Identify regions where Flickr is used most and least.
Flickr can exercise their marketing team where Flickr used least.
Predict number of uploads based on tags used and region where the photo is uploaded.
This Prediction matrix can be used to effectively design and strengthen the storage servers and the architecture of system to sustain traffic and manage the upcoming load.
We will be using the APIs mentioned below to collect our data. flickr.interestingness.getList flickr.tags.getListPhoto flickr.tags.getRelated flickr.tags.getHotList flickr.places.placesForTags
We may use external data for analysis if required but for now we are going to use strictly Flickr data.
We have collected 166,376 instances of data, which we will need to clean by finding unique tags and the tags which have geo-location data available.
Columns which will be in use for analysis are : Tags Place_type-It can have values as – 22 for neighborhood, 7 for locality, 8 for region, 12 for country and 29 for continent.
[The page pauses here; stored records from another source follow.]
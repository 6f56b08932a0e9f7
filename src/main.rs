//! Metadata Resolver CLI
//!
//! Looks up movie and TV metadata through a chain of sources, retrying with
//! AI generated keywords when every source misses.

use clap::Parser;
use metadata_resolver::cli::{
    args::{Cli, Commands},
    commands::{
        merge,
        search::{self, SearchCommand},
    },
};
use metadata_resolver::models::config::{self, Config};
use metadata_resolver::models::media::MediaType;
use metadata_resolver::preflight;

#[tokio::main]
async fn main() -> anyhow::Result<()> {
    // Parse command line arguments
    let cli = Cli::parse();

    // Initialize logging
    init_logging(cli.verbose);

    let config = match cli.config {
        Some(ref path) => config::load_config_from(path)?,
        None => {
            let config = config::load_config();
            config.validate()?;
            config
        }
    };

    // Run the appropriate command
    match cli.command {
        Commands::Search {
            query,
            tv,
            year,
            language,
            page,
            source,
            no_ai,
            format,
        } => {
            // Run preflight checks unless skipped
            if !cli.skip_preflight {
                run_preflight_checks(&config).await?;
            }

            let command = SearchCommand {
                query,
                media_type: if tv { MediaType::Tv } else { MediaType::Movie },
                year,
                language,
                page,
                source,
                use_ai: !no_ai,
                format,
            };
            search::execute_search(&config, command).await?;
        }

        Commands::Merge { file, format } => {
            merge::execute_merge(&config, &file, &format)?;
        }

        Commands::Preflight => {
            run_preflight_checks(&config).await?;
        }
    }

    Ok(())
}

/// Initialize the logging system.
fn init_logging(verbose: bool) {
    use tracing_subscriber::{fmt, prelude::*, EnvFilter};

    let filter = if verbose {
        EnvFilter::new("metadata_resolver=debug")
    } else {
        EnvFilter::new("metadata_resolver=info")
    };

    tracing_subscriber::registry()
        .with(fmt::layer().with_target(false).without_time().with_writer(std::io::stderr))
        .with(filter)
        .init();
}

/// Run preflight checks and exit if any fail.
async fn run_preflight_checks(config: &Config) -> anyhow::Result<()> {
    use colored::Colorize;

    println!("{}", "Running preflight checks...".bold());
    println!();

    let results = preflight::run_preflight_checks(config).await;
    preflight::print_results(&results);

    println!();

    if !preflight::all_passed(&results) {
        anyhow::bail!("Preflight checks failed. Fix the issues above and try again.");
    }

    Ok(())
}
Photo_count Photo_id
We will be predicting if a photo uploaded with some tags in some region, how many similar photos could be uploaded soon.
Today’s world is a world of trend. It has been seen that many tags have a correlation with the regions where the tag originates in.
Prediction of the number of the uploads Flickr should expect are coming could help them manage their resources of storage and servers for the upcoming traffic and data.
For this prediction we will be using the following prediction algorithms :
Knn
Linear Regression
Neural Network